The best way to avoid “swerving into the other lane” — and, possibly, disaster — is to specifically define your core competencies. In other words, what do you do best? Then identify an opportunity for growth that’s not going to stretch you too thin or take you too far afield from your areas of strength.
Every company has its own culture. Some organizations are “top-down” (the boss gives the orders), strict and methodical. Others have a more free-wheeling, collaborative feel. Often, a business is a blend of both — reflecting the will of leadership and the ideas of its workforce.
There’s no single “right way” to establish a company’s culture. But two businesses with vastly different organizational structures, accountability measures, schedules and employee expectations can crash into each other when trying to form a new, combined entity.
For example, commercial plumbing contractor A acquires commercial plumbing contractor B. Company A has, for years, required all its project managers to submit daily logs detailing exactly what was completed at each job site. Company B has never had such a requirement. As one might imagine, it may take some persuading on the part of management to get project managers from the former Company B to comply with the more rigorous reporting rules.
So, what can be done? One strategy is to reinforce that all employees are being judged by the same measures. Merging companies must have one set of expectations for everyone from managers to laborers, and these rules must be clearly defined and communicated to everyone. A post-transaction consultant can help with this process.

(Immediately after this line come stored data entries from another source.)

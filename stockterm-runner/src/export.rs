//! Portfolio export: JSON and CSV documents for one player.
//!
//! Both formats carry the same content: valuation, diversification
//! breakdown and up to 50 most recent transactions (most recent first).
//! Files land in the exports directory as
//! `portfolio_<name>_<YYYY-MM-DD>.<json|csv>`.

use std::fmt;
use std::path::{Path, PathBuf};
use std::str::FromStr;

use anyhow::{bail, Context, Result};
use chrono::{DateTime, Local, Utc};
use serde::{Deserialize, Serialize};

use stockterm_core::domain::{Player, Stock, Transaction};
use stockterm_core::ledger::HoldingBreakdown;

/// Transactions included in an export.
pub const EXPORT_TRANSACTIONS: usize = 50;

#[derive(Debug, Clone, Copy, PartialEq, Eq, Serialize, Deserialize)]
#[serde(rename_all = "lowercase")]
pub enum ExportFormat {
    Json,
    Csv,
}

impl ExportFormat {
    pub fn extension(self) -> &'static str {
        match self {
            ExportFormat::Json => "json",
            ExportFormat::Csv => "csv",
        }
    }
}

impl fmt::Display for ExportFormat {
    fn fmt(&self, f: &mut fmt::Formatter<'_>) -> fmt::Result {
        f.write_str(self.extension())
    }
}

impl FromStr for ExportFormat {
    type Err = anyhow::Error;

    fn from_str(s: &str) -> Result<Self> {
        match s.to_ascii_lowercase().as_str() {
            "json" => Ok(ExportFormat::Json),
            "csv" => Ok(ExportFormat::Csv),
            other => bail!("unknown export format '{other}' (expected json or csv)"),
        }
    }
}

#[derive(Debug, Clone, PartialEq, Serialize, Deserialize)]
#[serde(rename_all = "camelCase")]
pub struct PortfolioExport {
    pub player_name: String,
    pub export_date: DateTime<Utc>,
    pub cash: f64,
    pub portfolio_value: f64,
    pub total_value: f64,
    pub profit: f64,
    pub profit_percent: f64,
    pub holdings: Vec<HoldingBreakdown>,
    pub transaction_history: Vec<Transaction>,
}

impl PortfolioExport {
    pub fn build(player: &Player, stocks: &[Stock]) -> Self {
        let valuation = player.valuation(stocks);
        Self {
            player_name: player.name.clone(),
            export_date: Utc::now(),
            cash: valuation.cash,
            portfolio_value: valuation.portfolio_value,
            total_value: valuation.total_value,
            profit: valuation.profit,
            profit_percent: valuation.profit_percent,
            holdings: player.diversification(stocks),
            transaction_history: player
                .recent_transactions(EXPORT_TRANSACTIONS)
                .into_iter()
                .cloned()
                .collect(),
        }
    }
}

pub fn export_json(export: &PortfolioExport) -> Result<String> {
    serde_json::to_string_pretty(export).context("failed to serialize portfolio export to JSON")
}

/// Summary row, then a blank line and a transaction section.
///
/// The holdings cell lists `SYM:qty@$value` entries joined by `"; "`.
pub fn export_csv(export: &PortfolioExport) -> Result<String> {
    let mut wtr = csv::WriterBuilder::new()
        .flexible(true)
        .from_writer(vec![]);

    wtr.write_record([
        "Player",
        "Export Date",
        "Cash",
        "Portfolio Value",
        "Total Value",
        "Profit",
        "Profit %",
        "Holdings",
    ])?;
    let holdings = export
        .holdings
        .iter()
        .map(|h| format!("{}:{}@${:.2}", h.symbol, h.quantity, h.value))
        .collect::<Vec<_>>()
        .join("; ");
    wtr.write_record([
        export.player_name.clone(),
        export.export_date.to_rfc3339(),
        format!("{:.2}", export.cash),
        format!("{:.2}", export.portfolio_value),
        format!("{:.2}", export.total_value),
        format!("{:.2}", export.profit),
        format!("{:.2}", export.profit_percent),
        holdings,
    ])?;

    wtr.write_record([""])?;
    wtr.write_record(["Transaction History"])?;
    wtr.write_record(["Type", "Symbol", "Quantity", "Price", "Total", "Timestamp"])?;
    for t in &export.transaction_history {
        wtr.write_record([
            t.kind.label().to_uppercase(),
            t.symbol.clone(),
            t.quantity.to_string(),
            format!("{:.2}", t.price),
            format!("{:.2}", t.total),
            t.timestamp.to_rfc3339(),
        ])?;
    }

    let bytes = wtr.into_inner().context("failed to flush CSV writer")?;
    String::from_utf8(bytes).context("CSV output is not valid UTF-8")
}

pub fn export_filename(player_name: &str, format: ExportFormat) -> String {
    let safe: String = player_name
        .chars()
        .map(|c| if c.is_alphanumeric() || c == '-' || c == '_' { c } else { '_' })
        .collect();
    format!(
        "portfolio_{safe}_{}.{}",
        Local::now().format("%Y-%m-%d"),
        format.extension()
    )
}

/// Render and write the export for `player`, returning the file path.
pub fn write_export(
    dir: &Path,
    player: &Player,
    stocks: &[Stock],
    format: ExportFormat,
) -> Result<PathBuf> {
    let export = PortfolioExport::build(player, stocks);
    let body = match format {
        ExportFormat::Json => export_json(&export)?,
        ExportFormat::Csv => export_csv(&export)?,
    };
    std::fs::create_dir_all(dir)
        .with_context(|| format!("failed to create exports dir {}", dir.display()))?;
    let path = dir.join(export_filename(&player.name, format));
    std::fs::write(&path, body).with_context(|| format!("failed to write {}", path.display()))?;
    Ok(path)
}

#[cfg(test)]
mod tests {
    use super::*;
    use stockterm_core::market::Market;

    fn traded_market() -> Market {
        let mut market = Market::default();
        market.add_player("ada");
        market.buy("AAPL", 10).unwrap();
        market.buy("MSFT", 2).unwrap();
        market.sell("AAPL", 4).unwrap();
        market
    }

    #[test]
    fn build_reflects_valuation() {
        let market = traded_market();
        let player = market.current_player().unwrap();
        let export = PortfolioExport::build(player, market.stocks());
        let v = player.valuation(market.stocks());
        assert_eq!(export.total_value, v.total_value);
        assert_eq!(export.holdings.len(), 2);
        assert_eq!(export.transaction_history.len(), 3);
        assert_eq!(export.transaction_history[0].symbol, "AAPL");
        assert_eq!(export.transaction_history[0].quantity, 4);
    }

    #[test]
    fn json_uses_camel_case_keys() {
        let market = traded_market();
        let export = PortfolioExport::build(market.current_player().unwrap(), market.stocks());
        let json = export_json(&export).unwrap();
        let value: serde_json::Value = serde_json::from_str(&json).unwrap();
        assert_eq!(value["playerName"], "ada");
        assert!(value["profitPercent"].is_number());
        assert_eq!(value["transactionHistory"][0]["type"], "sell");
    }

    #[test]
    fn csv_has_summary_and_transaction_sections() {
        let market = traded_market();
        let export = PortfolioExport::build(market.current_player().unwrap(), market.stocks());
        let csv = export_csv(&export).unwrap();
        let lines: Vec<&str> = csv.lines().collect();
        assert!(lines[0].starts_with("Player,Export Date,Cash"));
        assert!(lines[1].starts_with("ada,"));
        assert!(lines[1].contains("AAPL:6@$"));
        assert!(lines.contains(&"Transaction History"));
        assert!(lines.iter().any(|l| l.starts_with("SELL,AAPL,4,")));
    }

    #[test]
    fn write_export_names_file_by_player_and_date() {
        let dir = tempfile::tempdir().unwrap();
        let market = traded_market();
        let player = market.current_player().unwrap();
        let path = write_export(dir.path(), player, market.stocks(), ExportFormat::Csv).unwrap();
        let name = path.file_name().unwrap().to_string_lossy().into_owned();
        assert!(name.starts_with("portfolio_ada_"));
        assert!(name.ends_with(".csv"));
        assert!(path.exists());
    }

    #[test]
    fn format_parses_case_insensitively() {
        assert_eq!("JSON".parse::<ExportFormat>().unwrap(), ExportFormat::Json);
        assert_eq!("csv".parse::<ExportFormat>().unwrap(), ExportFormat::Csv);
        assert!("xml".parse::<ExportFormat>().is_err());
    }

    mod props {
        use super::*;
        use proptest::prelude::*;

        proptest! {
            #[test]
            fn filenames_never_escape_the_exports_dir(name in ".{0,40}") {
                let file = export_filename(&name, ExportFormat::Json);
                prop_assert!(file.starts_with("portfolio_"));
                prop_assert!(file.ends_with(".json"));
                prop_assert!(!file.contains('/'));
                prop_assert!(!file.contains('\\'));
                prop_assert!(!file.contains(".."));
            }
        }
    }
}
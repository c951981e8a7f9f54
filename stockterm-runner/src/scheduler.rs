//! Timer thread driving the simulation.
//!
//! Three independent periodic timers (price tick, synthetic news, external
//! news refresh) are multiplexed on one thread. Each firing is wrapped into
//! the consumer's task type and pushed onto its queue; the scheduler never
//! touches simulation state itself.

use std::sync::mpsc::{self, RecvTimeoutError, Sender};
use std::thread::{self, JoinHandle};
use std::time::{Duration, Instant};

use tracing::debug;

use crate::config::SimConfig;

#[derive(Debug, Clone, Copy, PartialEq, Eq)]
pub enum Timer {
    PriceTick,
    News,
    ExternalNews,
}

#[derive(Debug, Clone, Copy, PartialEq, Eq)]
pub struct Intervals {
    pub price: Duration,
    pub news: Duration,
    pub external_news: Duration,
}

impl Intervals {
    pub fn from_config(config: &SimConfig) -> Self {
        Self {
            price: config.price_interval(),
            news: config.news_interval(),
            external_news: config.real_news_interval(),
        }
    }
}

/// Handle to the running timer thread. Dropping it stops the thread.
#[derive(Debug)]
pub struct Scheduler {
    stop: Option<Sender<()>>,
    handle: Option<JoinHandle<()>>,
}

impl Scheduler {
    /// Start the timer thread. Firings are converted with `wrap` and sent on
    /// `queue`; the thread exits once the queue's receiver is gone.
    pub fn spawn<T, F>(intervals: Intervals, queue: Sender<T>, wrap: F) -> std::io::Result<Self>
    where
        T: Send + 'static,
        F: Fn(Timer) -> T + Send + 'static,
    {
        let (stop_tx, stop_rx) = mpsc::channel::<()>();
        let handle = thread::Builder::new()
            .name("stockterm-scheduler".into())
            .spawn(move || {
                let start = Instant::now();
                let mut timers = [
                    (Timer::PriceTick, intervals.price, start + intervals.price),
                    (Timer::News, intervals.news, start + intervals.news),
                    (
                        Timer::ExternalNews,
                        intervals.external_news,
                        start + intervals.external_news,
                    ),
                ];
                loop {
                    let next = timers.iter().map(|t| t.2).min().unwrap_or(start);
                    let wait = next.saturating_duration_since(Instant::now());
                    match stop_rx.recv_timeout(wait) {
                        Err(RecvTimeoutError::Timeout) => {}
                        Ok(()) | Err(RecvTimeoutError::Disconnected) => break,
                    }
                    let now = Instant::now();
                    for (timer, every, due) in timers.iter_mut() {
                        if *due > now {
                            continue;
                        }
                        if queue.send(wrap(*timer)).is_err() {
                            debug!("task queue closed; scheduler exiting");
                            return;
                        }
                        *due += *every;
                        // Fell behind (e.g. suspended): skip missed firings.
                        if *due <= now {
                            *due = now + *every;
                        }
                    }
                }
                debug!("scheduler stopped");
            })?;
        Ok(Self {
            stop: Some(stop_tx),
            handle: Some(handle),
        })
    }

    /// Stop the timer thread and wait for it. Idempotent.
    pub fn stop(&mut self) {
        if let Some(stop) = self.stop.take() {
            let _ = stop.send(());
        }
        if let Some(handle) = self.handle.take() {
            let _ = handle.join();
        }
    }
}

impl Drop for Scheduler {
    fn drop(&mut self) {
        self.stop();
    }
}
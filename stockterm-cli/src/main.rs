//! Stockterm CLI: headless simulation, reports and save-file management.
//!
//! Commands:
//! - `simulate` runs price ticks and news without a terminal UI
//! - `summary` prints the market overview and movers
//! - `status` prints the market status line
//! - `leaderboard` ranks players by total value
//! - `analyze` prints technical indicators for one symbol
//! - `buy` / `sell` trade for a player and save the result
//! - `export` writes a player's portfolio as JSON or CSV
//! - `backup` bundles all data files into `backups/`
//! - `sessions list|save|load|delete` manages named sessions

use std::path::{Path, PathBuf};

use anyhow::{bail, Context, Result};
use clap::{Parser, Subcommand};
use tracing::{info, warn};
use tracing_subscriber::EnvFilter;

use stockterm_core::domain::Stock;
use stockterm_core::indicators::Trend;
use stockterm_runner::{write_export, ExportFormat, SimConfig, Simulation, Store};

#[derive(Parser)]
#[command(
    name = "stockterm-cli",
    about = "Stockterm CLI: headless stock market simulation"
)]
struct Cli {
    /// Path to a TOML config file. Defaults apply when it does not exist.
    #[arg(long, global = true, default_value = "stockterm.toml")]
    config: PathBuf,

    #[command(subcommand)]
    command: Commands,
}

#[derive(Subcommand)]
enum Commands {
    /// Advance the market without a UI.
    Simulate {
        /// Number of price ticks to run.
        #[arg(long, default_value_t = 100)]
        ticks: usize,

        /// Fire the news timer every this many ticks (0 disables news).
        #[arg(long, default_value_t = 3)]
        news_every: usize,

        /// Start from the saved state instead of the seed universe.
        #[arg(long, default_value_t = false)]
        resume: bool,

        /// Write market, players and news back to the data directory.
        #[arg(long, default_value_t = false)]
        save: bool,
    },
    /// Market overview, top gainers, losers and most volatile stocks.
    Summary {
        /// How many stocks to list per ranking.
        #[arg(long, default_value_t = 5)]
        limit: usize,
    },
    /// Running flag, counts and current player.
    Status,
    /// Players ranked by total value.
    Leaderboard,
    /// Technical indicators for one stock.
    Analyze {
        /// Stock symbol (case-insensitive).
        symbol: String,
    },
    /// Buy shares for a player (created if missing).
    Buy {
        symbol: String,
        quantity: u64,
        #[arg(long)]
        player: String,
    },
    /// Sell shares for a player.
    Sell {
        symbol: String,
        quantity: u64,
        #[arg(long)]
        player: String,
    },
    /// Export a player's portfolio to the exports directory.
    Export {
        #[arg(long)]
        player: String,

        /// json or csv.
        #[arg(long, default_value = "json")]
        format: ExportFormat,

        /// Override the configured exports directory.
        #[arg(long)]
        output_dir: Option<PathBuf>,
    },
    /// Bundle market, players, news and sessions into a backup file.
    Backup,
    /// Named session management.
    Sessions {
        #[command(subcommand)]
        action: SessionAction,
    },
}

#[derive(Subcommand)]
enum SessionAction {
    /// List saved sessions.
    List,
    /// Save the current state under a name.
    Save { name: String },
    /// Replace the current state with a saved session.
    Load { name: String },
    /// Delete a saved session.
    Delete { name: String },
}

fn main() -> Result<()> {
    tracing_subscriber::fmt()
        .with_env_filter(
            EnvFilter::try_from_default_env().unwrap_or_else(|_| EnvFilter::new("info")),
        )
        .with_writer(std::io::stderr)
        .init();

    let cli = Cli::parse();
    let config = SimConfig::load(&cli.config)
        .with_context(|| format!("loading config {}", cli.config.display()))?;
    let store = Store::new(&config.data_dir);

    match cli.command {
        Commands::Simulate {
            ticks,
            news_every,
            resume,
            save,
        } => run_simulate(&config, &store, ticks, news_every, resume, save),
        Commands::Summary { limit } => run_summary(&load_simulation(&config, &store), limit),
        Commands::Status => run_status(&load_simulation(&config, &store)),
        Commands::Leaderboard => run_leaderboard(&load_simulation(&config, &store)),
        Commands::Analyze { symbol } => run_analyze(&load_simulation(&config, &store), &symbol),
        Commands::Buy {
            symbol,
            quantity,
            player,
        } => run_trade(&config, &store, &player, &symbol, quantity, true),
        Commands::Sell {
            symbol,
            quantity,
            player,
        } => run_trade(&config, &store, &player, &symbol, quantity, false),
        Commands::Export {
            player,
            format,
            output_dir,
        } => {
            let dir = output_dir.unwrap_or_else(|| config.exports_dir.clone());
            run_export(&load_simulation(&config, &store), &player, format, &dir)
        }
        Commands::Backup => {
            let path = store.create_backup()?;
            println!("Backup written to: {}", path.display());
            Ok(())
        }
        Commands::Sessions { action } => run_sessions(&config, &store, action),
    }
}

/// Seed universe overlaid with whatever the data directory holds.
fn load_simulation(config: &SimConfig, store: &Store) -> Simulation {
    let mut sim = Simulation::new(config);
    sim.restore(store.load_state());
    sim
}

fn run_simulate(
    config: &SimConfig,
    store: &Store,
    ticks: usize,
    news_every: usize,
    resume: bool,
    save: bool,
) -> Result<()> {
    let mut sim = if resume {
        load_simulation(config, store)
    } else {
        Simulation::new(config)
    };
    info!(seed = sim.seed(), ticks, "simulating");

    let mut generated = 0usize;
    for tick in 1..=ticks {
        sim.tick();
        if news_every > 0 && tick % news_every == 0 {
            if let Some(news) = sim.on_news_timer() {
                generated += 1;
                println!("[tick {tick:>4}] {} ({})", news.title, news.impact);
            }
        }
    }

    println!();
    println!("Seed: {}", sim.seed());
    println!("Ticks: {ticks}  News generated: {generated}");
    run_summary(&sim, 5)?;

    if save {
        store.save_state(&sim.state())?;
        println!("State saved to: {}", store.data_dir().display());
    }
    Ok(())
}

fn run_summary(sim: &Simulation, limit: usize) -> Result<()> {
    let market = sim.market();
    let summary = market.summary();

    println!("Market: {} stocks, trend {}", summary.total_stocks, summary.market_trend);
    println!("Total market cap: ${:.2}", summary.total_market_cap);
    println!("Average change: {:+.2}%", summary.avg_change);
    if let Some(sym) = &summary.top_gainer {
        println!("Top gainer: {sym}");
    }
    if let Some(sym) = &summary.top_loser {
        println!("Top loser: {sym}");
    }

    print_ranking("Top gainers", &market.top_gainers(limit));
    print_ranking("Top losers", &market.top_losers(limit));
    print_ranking("Most volatile", &market.most_volatile(limit));

    let news = sim.feed().summary();
    println!();
    println!(
        "News: {} items, {} unread, sentiment {}",
        news.total, news.unread, news.sentiment
    );
    Ok(())
}

fn print_ranking(title: &str, stocks: &[&Stock]) {
    println!();
    println!("{title}");
    println!("{:<8} {:<28} {:>10} {:>9}", "Symbol", "Name", "Price", "Change");
    println!("{}", "-".repeat(58));
    for s in stocks {
        println!(
            "{:<8} {:<28} {:>10.2} {:>+8.2}%",
            s.symbol,
            s.name,
            s.price(),
            s.price_change_percent()
        );
    }
}

fn run_status(sim: &Simulation) -> Result<()> {
    // The CLI never runs the price timer.
    let status = sim.market().status(false);
    println!("{}", serde_json::to_string_pretty(&status)?);
    Ok(())
}

fn run_leaderboard(sim: &Simulation) -> Result<()> {
    let board = sim.market().leaderboard();
    if board.is_empty() {
        println!("No players yet.");
        return Ok(());
    }

    println!(
        "{:>4} {:<20} {:>14} {:>12} {:>9}",
        "Rank", "Player", "Total", "Profit", "Profit%"
    );
    println!("{}", "-".repeat(63));
    for entry in &board {
        println!(
            "{:>4} {:<20} {:>14.2} {:>+12.2} {:>+8.2}%",
            entry.rank, entry.name, entry.total_value, entry.profit, entry.profit_percent
        );
    }
    Ok(())
}

fn run_analyze(sim: &Simulation, symbol: &str) -> Result<()> {
    let symbol = symbol.to_uppercase();
    let Some(analysis) = sim.market().technical_analysis(&symbol) else {
        bail!("unknown symbol '{symbol}'");
    };
    let Some(stock) = sim.market().stock(&symbol) else {
        bail!("unknown symbol '{symbol}'");
    };

    println!("{} ({})", stock.symbol, stock.name);
    println!(
        "Price: ${:.2} ({:+.2}%)",
        stock.price(),
        stock.price_change_percent()
    );
    println!("History: {} points", stock.history().len());
    println!("SMA(20): {}", fmt_opt(analysis.sma20, |v| format!("${v:.2}")));
    println!("RSI(14): {}", fmt_opt(analysis.rsi, |v| format!("{v:.1}")));
    println!("Volatility: {}", fmt_opt(analysis.volatility, |v| format!("{v:.2}%")));
    let trend_note = match analysis.trend {
        Trend::InsufficientData => " (needs more history)",
        _ => "",
    };
    println!("Trend: {}{trend_note}", analysis.trend);
    match analysis.support_resistance {
        Some(levels) => println!(
            "Support: ${:.2}  Resistance: ${:.2}",
            levels.support, levels.resistance
        ),
        None => println!("Support/Resistance: n/a"),
    }

    let related = sim.feed().for_stock(&symbol);
    if !related.is_empty() {
        println!();
        println!("Related news:");
        for news in related.iter().take(5) {
            println!("  [{}] {}", news.impact, news.title);
        }
    }
    Ok(())
}

fn fmt_opt(value: Option<f64>, f: impl Fn(f64) -> String) -> String {
    value.map(f).unwrap_or_else(|| "n/a".to_string())
}

fn run_trade(
    config: &SimConfig,
    store: &Store,
    player: &str,
    symbol: &str,
    quantity: u64,
    buy: bool,
) -> Result<()> {
    let mut sim = load_simulation(config, store);
    let market = sim.market_mut();
    if !market.switch_player(player) {
        if !buy {
            bail!("no player named '{player}'");
        }
        market.add_player(player);
        info!(player, "created player");
    }

    let symbol = symbol.to_uppercase();
    let result = if buy {
        market.buy(&symbol, quantity)
    } else {
        market.sell(&symbol, quantity)
    };
    let tx = match result {
        Ok(tx) => tx,
        Err(rejection) => bail!("trade rejected: {rejection}"),
    };

    println!(
        "{} {} {} @ ${:.2} (total ${:.2})",
        if buy { "Bought" } else { "Sold" },
        tx.quantity,
        tx.symbol,
        tx.price,
        tx.total
    );
    store.save_state(&sim.state())?;
    Ok(())
}

fn run_export(sim: &Simulation, player: &str, format: ExportFormat, dir: &Path) -> Result<()> {
    let Some(p) = sim.market().players().iter().find(|p| p.name == player) else {
        bail!("no player named '{player}'");
    };
    let path = write_export(dir, p, sim.market().stocks(), format)?;
    println!("Portfolio exported to: {}", path.display());
    Ok(())
}

fn run_sessions(config: &SimConfig, store: &Store, action: SessionAction) -> Result<()> {
    match action {
        SessionAction::List => {
            let sessions = store.list_sessions()?;
            if sessions.is_empty() {
                println!("No saved sessions.");
                return Ok(());
            }
            println!("{:<24} {:<17} {:>8}", "Name", "Saved", "Players");
            println!("{}", "-".repeat(51));
            for s in &sessions {
                println!(
                    "{:<24} {:<17} {:>8}",
                    s.name,
                    s.saved_at
                        .with_timezone(&chrono::Local)
                        .format("%Y-%m-%d %H:%M"),
                    s.players
                );
            }
        }
        SessionAction::Save { name } => {
            let sim = load_simulation(config, store);
            store.save_session(&name, &sim.state())?;
            println!("Session '{name}' saved.");
        }
        SessionAction::Load { name } => {
            let state = store.load_session(&name)?;
            let mut sim = Simulation::new(config);
            sim.restore(state);
            store.save_state(&sim.state())?;
            println!("Session '{name}' loaded.");
        }
        SessionAction::Delete { name } => {
            if store.delete_session(&name)? {
                println!("Session '{name}' deleted.");
            } else {
                warn!(session = %name, "no such session");
                println!("No session named '{name}'.");
            }
        }
    }
    Ok(())
}
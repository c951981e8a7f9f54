//! Panel 3 (News): feed with sentiment, newest first.

use ratatui::layout::Rect;
use ratatui::style::Modifier;
use ratatui::text::{Line, Span};
use ratatui::widgets::{Paragraph, Wrap};
use ratatui::Frame;

use stockterm_core::domain::{Impact, Qualitative};
use stockterm_core::news::MarketSentiment;
use stockterm_runner::Snapshot;

use crate::app::AppState;
use crate::theme;

pub fn render(f: &mut Frame, area: Rect, app: &AppState, snap: &Snapshot) {
    let summary = snap.feed.summary();
    let sentiment_style = match summary.sentiment {
        MarketSentiment::Bullish => theme::positive(),
        MarketSentiment::Bearish => theme::negative(),
        MarketSentiment::Neutral => theme::neutral(),
    };

    let mut lines: Vec<Line> = vec![
        Line::from(vec![
            Span::styled(
                format!("{} items, {} unread | sentiment ", summary.total, summary.unread),
                theme::muted(),
            ),
            Span::styled(summary.sentiment.to_string(), sentiment_style),
            Span::styled("  [j/k]scroll [f]refresh [g]generate", theme::muted()),
        ]),
        Line::from(""),
    ];

    if snap.feed.is_empty() {
        lines.push(Line::from(Span::styled(
            "No news yet. Press 'g' to generate or 'f' to fetch.",
            theme::muted(),
        )));
    }

    for news in snap.feed.items().skip(app.news_scroll) {
        let impact_style = match news.impact {
            Impact::Numeric(x) => theme::change(x),
            Impact::Qualitative(Qualitative::Positive) => theme::positive(),
            Impact::Qualitative(Qualitative::Negative) => theme::negative(),
            Impact::Qualitative(Qualitative::Neutral) => theme::neutral(),
        };
        let title_style = if news.is_read {
            theme::text()
        } else {
            theme::text().add_modifier(Modifier::BOLD)
        };
        let mut header = vec![
            Span::styled(format!("{} ", news.timestamp.format("%H:%M")), theme::muted()),
            Span::styled(format!("[{}] ", news.impact), impact_style),
            Span::styled(news.title.clone(), title_style),
        ];
        if news.is_real {
            let source = news.source.as_deref().unwrap_or("external");
            header.push(Span::styled(format!("  ({source})"), theme::neutral()));
        }
        lines.push(Line::from(header));
        if !news.affected_stocks.is_empty() {
            lines.push(Line::from(Span::styled(
                format!("      affects: {}", news.affected_stocks.join(", ")),
                theme::accent(),
            )));
        }
        if !news.content.is_empty() {
            lines.push(Line::from(Span::styled(
                format!("      {}", news.content),
                theme::muted(),
            )));
        }
    }

    f.render_widget(Paragraph::new(lines).wrap(Wrap { trim: false }), area);
}
//! Neon-on-charcoal palette and the styles built from it.
//!
//! Gains are neon green, losses hot pink, focus electric cyan.

use ratatui::style::{Color, Modifier, Style};

pub const ACCENT: Color = Color::Rgb(0, 255, 255);
pub const POSITIVE: Color = Color::Rgb(0, 255, 128);
pub const NEGATIVE: Color = Color::Rgb(255, 20, 147);
pub const WARNING: Color = Color::Rgb(255, 140, 0);
pub const NEUTRAL: Color = Color::Rgb(147, 112, 219);
pub const MUTED: Color = Color::Rgb(100, 149, 237);
pub const TEXT: Color = Color::White;

pub fn accent() -> Style {
    Style::default().fg(ACCENT)
}

pub fn accent_bold() -> Style {
    accent().add_modifier(Modifier::BOLD)
}

pub fn positive() -> Style {
    Style::default().fg(POSITIVE)
}

pub fn negative() -> Style {
    Style::default().fg(NEGATIVE)
}

pub fn warning() -> Style {
    Style::default().fg(WARNING)
}

pub fn neutral() -> Style {
    Style::default().fg(NEUTRAL)
}

pub fn muted() -> Style {
    Style::default().fg(MUTED)
}

pub fn text() -> Style {
    Style::default().fg(TEXT)
}

/// Green for gains (zero included), pink for losses.
pub fn change(value: f64) -> Style {
    if value >= 0.0 {
        positive()
    } else {
        negative()
    }
}

/// Overbought (>70) pink, oversold (<30) green, otherwise neutral.
pub fn rsi(value: f64) -> Style {
    match value {
        v if v > 70.0 => negative(),
        v if v < 30.0 => positive(),
        _ => neutral(),
    }
}

pub fn panel_border(active: bool) -> Style {
    if active {
        accent()
    } else {
        muted()
    }
}

pub fn panel_title(active: bool) -> Style {
    if active {
        accent_bold()
    } else {
        muted()
    }
}

#[cfg(test)]
mod tests {
    use super::*;

    #[test]
    fn change_color_sign() {
        assert_eq!(change(1.5), positive());
        assert_eq!(change(0.0), positive());
        assert_eq!(change(-0.1), negative());
    }

    #[test]
    fn rsi_bands() {
        assert_eq!(rsi(75.0), negative());
        assert_eq!(rsi(50.0), neutral());
        assert_eq!(rsi(20.0), positive());
    }
}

Rebranding is another strategy for bringing together a combined workforce after a merger. Establishing a new company name, logo, branding guidelines and mission statement can go a long way toward unifying a newly formed team.
Owners who focus only on getting “a great deal” often underestimate the full financial implications of an M&A transaction beyond the initial purchase price.
One way to understand what a merger’s full costs may be is to hire a private investigation firm to vet the company you’re interested in buying. Although businesses have a legal obligation to disclose financial information and outstanding liabilities, intangibles such as bad management and a disgruntled workforce may not be captured in the sales proposal.
In addition, you’ll need to work with your financial advisors to come up with reasonable projections regarding, among various factors, debt load, cash flow and tax liability. Getting bigger may not immediately translate to profitability.
During and after an M&A transaction, it’s easy to focus on assimilating the two companies. But don’t forget about the important people who are along for the ride: your customers.
For contracts already signed and jobs in progress, clear communication is vital. Notify them of company name changes and new personnel as soon as possible. For future work, maximize the marketing opportunity. You’re not just a bigger construction company, you’re a better one. Tell people about the change in a timely manner and explain how it may or may not affect them.
An M&A deal may seem like a simple way to grow your construction company. However, these arrangements are typically anything but simple. Work closely with your professional advisors to evaluate the opportunity.